Barry Gifford has been writing gritty, American tales for the past forty years. His novels, stories, poetry, and films have helped shape the American neo-noir genre. The New York Times Book Review says that he "can sum up in a few words the cruelty, horror, and crushing banality that shape an entire life.”
Andrei Codrescu calls Gifford “a great comic realist,” while Pedro Almodóvar likens him to the surrealist filmmaker Luis Buñuel, and Jonathan Lethem describes his style as “William Faulkner by way of B-movie film noir, porn paperbacks, and Sun Records rockabilly.”
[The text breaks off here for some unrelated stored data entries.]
use anyhow::{anyhow, bail, Context, Result};
use async_trait::async_trait;
use reqwest::header::CONTENT_TYPE;
use reqwest::Client;
use serde::de::DeserializeOwned;
use serde::Deserialize;
use serde_json::Value;
use std::collections::HashMap;
use std::sync::Arc;
use std::time::Duration;
use tracing::debug;

use crate::config::Config;
use crate::genres::{genre_name, language_name};
use crate::models::{
    CastMember, MovieDetails, MovieId, MovieSummary, Provider, Trailer, WatchProviders,
};
use crate::offline_cache::{CachedResponse, Destination, ResponseCache};

pub const IMAGE_SIZES: &[&str] = &["w92", "w185", "w200", "w300", "w500", "w780", "original"];
const MAX_CAST: usize = 8;

/// One remote feed of movie result pages.
#[derive(Debug, Clone, PartialEq, Eq, Hash)]
pub enum MovieQuery {
    Trending,
    Discover {
        genre: Option<u32>,
        language: Option<String>,
    },
    Search {
        query: String,
    },
    NowPlaying {
        language: Option<String>,
    },
}

impl MovieQuery {
    pub fn endpoint(&self, page: u32) -> String {
        match self {
            MovieQuery::Trending => format!("/trending/movie/week?page={page}"),
            MovieQuery::Discover { genre, language } => {
                let mut parts = vec![
                    format!("page={page}"),
                    "include_adult=false".to_string(),
                    "sort_by=popularity.desc".to_string(),
                ];
                if let Some(lang) = language {
                    parts.push(format!("with_original_language={lang}"));
                }
                if let Some(genre) = genre {
                    parts.push(format!("with_genres={genre}"));
                }
                format!("/discover/movie?{}", parts.join("&"))
            }
            MovieQuery::Search { query } => format!(
                "/search/movie?query={}&page={page}",
                urlencoding::encode(query)
            ),
            MovieQuery::NowPlaying { language } => format!(
                "/movie/now_playing?language={}&page={page}",
                language.as_deref().unwrap_or("en")
            ),
        }
    }
}

#[async_trait]
pub trait TmdbApi: Send + Sync {
    async fn movie_page(&self, query: &MovieQuery, page: u32) -> Result<Vec<RawMovie>>;
    async fn movie_details(&self, id: MovieId) -> Result<MovieDetails>;
    async fn recommendations(&self, id: MovieId) -> Result<Vec<RawMovie>>;
    async fn similar(&self, id: MovieId) -> Result<Vec<RawMovie>>;
    async fn watch_providers(&self, id: MovieId, region: &str) -> Result<WatchProviders>;
    async fn image(&self, size: &str, path: &str) -> Result<CachedResponse>;
}

/// A result item as the API returns it. Only `id` is required.
#[derive(Debug, Clone, Default, Deserialize)]
pub struct RawMovie {
    pub id: MovieId,
    #[serde(default)]
    pub title: Option<String>,
    #[serde(default)]
    pub name: Option<String>,
    #[serde(default)]
    pub original_title: Option<String>,
    #[serde(default)]
    pub poster_path: Option<String>,
    #[serde(default)]
    pub backdrop_path: Option<String>,
    #[serde(default)]
    pub vote_average: Option<f64>,
    #[serde(default)]
    pub release_date: Option<String>,
    #[serde(default)]
    pub first_air_date: Option<String>,
    #[serde(default)]
    pub genre_ids: Vec<u32>,
    #[serde(default)]
    pub original_language: Option<String>,
}

impl RawMovie {
    /// Returns `None` for items without a usable title.
    pub fn into_summary(self) -> Option<MovieSummary> {
        let title = non_empty(self.title).or_else(|| non_empty(self.name))?;
        Some(MovieSummary {
            id: self.id,
            title,
            original_title: non_empty(self.original_title),
            poster_path: non_empty(self.poster_path),
            backdrop_path: non_empty(self.backdrop_path),
            rating: rating(self.vote_average),
            release_date: non_empty(self.release_date).or_else(|| non_empty(self.first_air_date)),
            genres: self
                .genre_ids
                .iter()
                .filter_map(|id| genre_name(*id))
                .map(str::to_string)
                .collect(),
            original_language: non_empty(self.original_language),
        })
    }
}

#[derive(Debug, Clone)]
pub struct TmdbClient {
    client: Client,
    api_key: String,
    api_base: String,
    image_base: String,
    cache: Arc<ResponseCache>,
}

impl TmdbClient {
    pub fn new(config: &Config, cache: Arc<ResponseCache>) -> Result<Self> {
        let user_agent = format!("goldenscreen/{}", env!("CARGO_PKG_VERSION"));
        let client = Client::builder()
            .connect_timeout(Duration::from_secs(5))
            .timeout(Duration::from_secs(30))
            .user_agent(user_agent)
            .build()
            .context("Failed to build TMDB HTTP client")?;
        Ok(Self {
            client,
            api_key: config.tmdb_api_key.clone(),
            api_base: config.tmdb_api_base.clone(),
            image_base: config.tmdb_image_base.clone(),
            cache,
        })
    }

    fn url(&self, endpoint: &str) -> String {
        with_api_key(&self.api_base, endpoint, &self.api_key)
    }

    async fn get_json<T: DeserializeOwned>(&self, endpoint: &str) -> Result<T> {
        let url = self.url(endpoint);
        let client = self.client.clone();
        let request_url = url.clone();
        let response = self
            .cache
            .fetch(&url, Destination::Fetch, move || {
                fetch_response(client, request_url)
            })
            .await
            .with_context(|| format!("{endpoint} unavailable"))?;
        if !response.is_success() {
            let text = String::from_utf8_lossy(&response.body);
            return Err(anyhow!(
                "{} -> {} {}",
                endpoint,
                response.status,
                text.chars().take(200).collect::<String>()
            ));
        }
        let parsed: T = serde_json::from_slice(&response.body).context("JSON parse failed")?;
        Ok(parsed)
    }

    async fn get_results(&self, endpoint: &str) -> Result<Vec<RawMovie>> {
        let page: ResultsPage = self.get_json(endpoint).await?;
        Ok(page.into_movies())
    }
}

#[async_trait]
impl TmdbApi for TmdbClient {
    async fn movie_page(&self, query: &MovieQuery, page: u32) -> Result<Vec<RawMovie>> {
        self.get_results(&query.endpoint(page)).await
    }

    async fn movie_details(&self, id: MovieId) -> Result<MovieDetails> {
        let detail: MovieDetail = self
            .get_json(&format!("/movie/{id}?append_to_response=credits,videos"))
            .await?;
        map_details(detail)
    }

    async fn recommendations(&self, id: MovieId) -> Result<Vec<RawMovie>> {
        self.get_results(&format!("/movie/{id}/recommendations?page=1"))
            .await
    }

    async fn similar(&self, id: MovieId) -> Result<Vec<RawMovie>> {
        self.get_results(&format!("/movie/{id}/similar?page=1")).await
    }

    async fn watch_providers(&self, id: MovieId, region: &str) -> Result<WatchProviders> {
        let payload: ProvidersResponse = self
            .get_json(&format!("/movie/{id}/watch/providers"))
            .await?;
        Ok(providers_for_region(payload, region))
    }

    async fn image(&self, size: &str, path: &str) -> Result<CachedResponse> {
        if !is_valid_image_request(size, path) {
            bail!("invalid image request {size}{path}");
        }
        let url = format!("{}/{}{}", self.image_base, size, path);
        let client = self.client.clone();
        let request_url = url.clone();
        let response = self
            .cache
            .fetch(&url, Destination::Image, move || {
                fetch_response(client, request_url)
            })
            .await?;
        if !response.is_success() {
            bail!("image {size}{path} -> {}", response.status);
        }
        Ok(response)
    }
}

async fn fetch_response(client: Client, url: String) -> Result<CachedResponse> {
    let res = client
        .get(&url)
        .send()
        .await
        .map_err(reqwest::Error::without_url)
        .context("request failed")?;
    let status = res.status().as_u16();
    let content_type = res
        .headers()
        .get(CONTENT_TYPE)
        .and_then(|v| v.to_str().ok())
        .map(str::to_string);
    let body = res
        .bytes()
        .await
        .map_err(reqwest::Error::without_url)
        .context("reading body failed")?;
    Ok(CachedResponse::new(status, content_type, body.to_vec()))
}

pub fn with_api_key(base: &str, endpoint: &str, api_key: &str) -> String {
    let separator = if endpoint.contains('?') { '&' } else { '?' };
    format!("{base}{endpoint}{separator}api_key={api_key}")
}

/// Poster sizes are fixed and the path must be a single file name.
pub fn is_valid_image_request(size: &str, path: &str) -> bool {
    let Some(file) = path.strip_prefix('/') else {
        return false;
    };
    IMAGE_SIZES.contains(&size)
        && !file.is_empty()
        && !file.starts_with('.')
        && file
            .chars()
            .all(|c| c.is_ascii_alphanumeric() || matches!(c, '.' | '_' | '-'))
}

#[derive(Debug, Deserialize)]
struct ResultsPage {
    #[serde(default)]
    results: Vec<Value>,
}

impl ResultsPage {
    fn into_movies(self) -> Vec<RawMovie> {
        self.results
            .into_iter()
            .filter_map(|item| match serde_json::from_value::<RawMovie>(item) {
                Ok(movie) => Some(movie),
                Err(e) => {
                    debug!("Dropping malformed result item: {}", e);
                    None
                }
            })
            .collect()
    }
}

#[derive(Debug, Deserialize)]
struct Genre {
    id: u32,
    #[serde(default)]
    name: Option<String>,
}

#[derive(Debug, Deserialize)]
struct MovieDetail {
    id: MovieId,
    #[serde(default)]
    title: Option<String>,
    #[serde(default)]
    original_title: Option<String>,
    #[serde(default)]
    overview: Option<String>,
    #[serde(default)]
    runtime: Option<u32>,
    #[serde(default)]
    release_date: Option<String>,
    #[serde(default)]
    vote_average: Option<f64>,
    #[serde(default)]
    poster_path: Option<String>,
    #[serde(default)]
    backdrop_path: Option<String>,
    #[serde(default)]
    original_language: Option<String>,
    #[serde(default)]
    genres: Vec<Genre>,
    #[serde(default)]
    credits: Option<Credits>,
    #[serde(default)]
    videos: Option<Videos>,
}

#[derive(Debug, Deserialize)]
struct Credits {
    #[serde(default)]
    cast: Vec<CastEntry>,
}

#[derive(Debug, Deserialize)]
struct CastEntry {
    name: String,
    #[serde(default)]
    character: Option<String>,
    #[serde(default)]
    profile_path: Option<String>,
}

#[derive(Debug, Deserialize)]
struct Videos {
    #[serde(default)]
    results: Vec<Video>,
}

#[derive(Debug, Deserialize)]
struct Video {
    site: String,
    #[serde(rename = "type")]
    video_type: String,
    key: String,
}

#[derive(Debug, Deserialize)]
struct ProvidersResponse {
    #[serde(default)]
    results: HashMap<String, RegionProviders>,
}

#[derive(Debug, Deserialize)]
struct RegionProviders {
    #[serde(default)]
    link: Option<String>,
    #[serde(default)]
    flatrate: Vec<ProviderEntry>,
    #[serde(default)]
    rent: Vec<ProviderEntry>,
    #[serde(default)]
    buy: Vec<ProviderEntry>,
}

#[derive(Debug, Deserialize)]
struct ProviderEntry {
    provider_name: String,
    #[serde(default)]
    logo_path: Option<String>,
}

fn map_details(detail: MovieDetail) -> Result<MovieDetails> {
    let title = non_empty(detail.title)
        .ok_or_else(|| anyhow!("movie {} has no title", detail.id))?;
    let genres = detail
        .genres
        .into_iter()
        .filter_map(|g| genre_name(g.id).map(str::to_string).or(g.name))
        .collect();
    let cast = detail
        .credits
        .map(|c| c.cast)
        .unwrap_or_default()
        .into_iter()
        .take(MAX_CAST)
        .map(|c| CastMember {
            name: c.name,
            character: non_empty(c.character),
            profile_path: non_empty(c.profile_path),
        })
        .collect();
    let trailer = detail.videos.as_ref().and_then(select_trailer);
    let original_language = non_empty(detail.original_language);

    Ok(MovieDetails {
        summary: MovieSummary {
            id: detail.id,
            title,
            original_title: non_empty(detail.original_title),
            poster_path: non_empty(detail.poster_path),
            backdrop_path: non_empty(detail.backdrop_path),
            rating: rating(detail.vote_average),
            release_date: non_empty(detail.release_date),
            genres,
            original_language: original_language.clone(),
        },
        overview: non_empty(detail.overview),
        runtime_minutes: detail.runtime.filter(|r| *r > 0),
        language: original_language.as_deref().map(language_name),
        cast,
        trailer,
    })
}

fn select_trailer(videos: &Videos) -> Option<Trailer> {
    videos
        .results
        .iter()
        .find(|v| v.site.eq_ignore_ascii_case("YouTube") && v.video_type == "Trailer")
        .or_else(|| {
            videos
                .results
                .iter()
                .find(|v| v.site.eq_ignore_ascii_case("YouTube") && v.video_type == "Teaser")
        })
        .map(|v| Trailer {
            key: v.key.clone(),
            url: format!("https://www.youtube.com/watch?v={}", v.key),
            embed_url: format!("https://www.youtube.com/embed/{}", v.key),
        })
}

fn providers_for_region(payload: ProvidersResponse, region: &str) -> WatchProviders {
    let region = region.to_uppercase();
    let mut results = payload.results;
    let Some(entry) = results.remove(&region) else {
        return WatchProviders {
            region,
            ..WatchProviders::default()
        };
    };
    let convert = |list: Vec<ProviderEntry>| {
        list.into_iter()
            .map(|p| Provider {
                name: p.provider_name,
                logo_path: non_empty(p.logo_path),
            })
            .collect::<Vec<_>>()
    };
    WatchProviders {
        region,
        link: non_empty(entry.link),
        flatrate: convert(entry.flatrate),
        rent: convert(entry.rent),
        buy: convert(entry.buy),
    }
}

fn rating(vote_average: Option<f64>) -> Option<f32> {
    vote_average
        .filter(|r| (0.0..=10.0).contains(r))
        .map(|r| r as f32)
}

fn non_empty(value: Option<String>) -> Option<String> {
    value.filter(|s| !s.trim().is_empty())
}
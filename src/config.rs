use anyhow::{Context, Result};
use std::env;
use std::net::SocketAddr;
use std::path::PathBuf;

pub const DEFAULT_API_BASE: &str = "https://api.themoviedb.org/3";
pub const DEFAULT_IMAGE_BASE: &str = "https://image.tmdb.org/t/p";
pub const DEFAULT_CACHE_VERSION: &str = "goldenscreen-cache-v2";

#[derive(Debug, Clone)]
pub struct Config {
    pub tmdb_api_key: String,
    pub tmdb_api_base: String,
    pub tmdb_image_base: String,
    pub bind_addr: SocketAddr,
    pub favorites_dir: PathBuf,
    pub watch_region: String,
    pub cache_version: String,
}

impl Config {
    pub fn from_env() -> Result<Self> {
        let tmdb_api_key = env::var("TMDB_API_KEY")
            .ok()
            .filter(|s| !s.is_empty())
            .context("TMDB_API_KEY not set")?;
        let bind_addr = var_or("GOLDENSCREEN_ADDR", "0.0.0.0:3146")
            .parse()
            .context("GOLDENSCREEN_ADDR is not a valid socket address")?;

        Ok(Self {
            tmdb_api_key,
            tmdb_api_base: var_or("TMDB_API_BASE", DEFAULT_API_BASE)
                .trim_end_matches('/')
                .to_string(),
            tmdb_image_base: var_or("TMDB_IMAGE_BASE", DEFAULT_IMAGE_BASE)
                .trim_end_matches('/')
                .to_string(),
            bind_addr,
            favorites_dir: PathBuf::from(var_or("FAVORITES_DIR", "data")),
            watch_region: var_or("WATCH_REGION", "US").to_uppercase(),
            cache_version: var_or("CACHE_VERSION", DEFAULT_CACHE_VERSION),
        })
    }
}

fn var_or(key: &str, default: &str) -> String {
    env::var(key)
        .ok()
        .map(|v| v.trim().to_string())
        .filter(|v| !v.is_empty())
        .unwrap_or_else(|| default.to_string())
}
In The Roy Stories Gifford brings his signature style to a collection of tales following the character of Roy, who has made appearances in a number of Gifford’s previous story collections. Roy lives a mystical kind of life, skinning crocodiles in Southern Florida at age nine in the 1940s and playing in the back alleys of Chicago in the 1950s. This deep-feeling boy observes every detail in his surroundings with a sense of dark humor and an openness that will clutch readers tightly by the heart and lead them on a historical journey.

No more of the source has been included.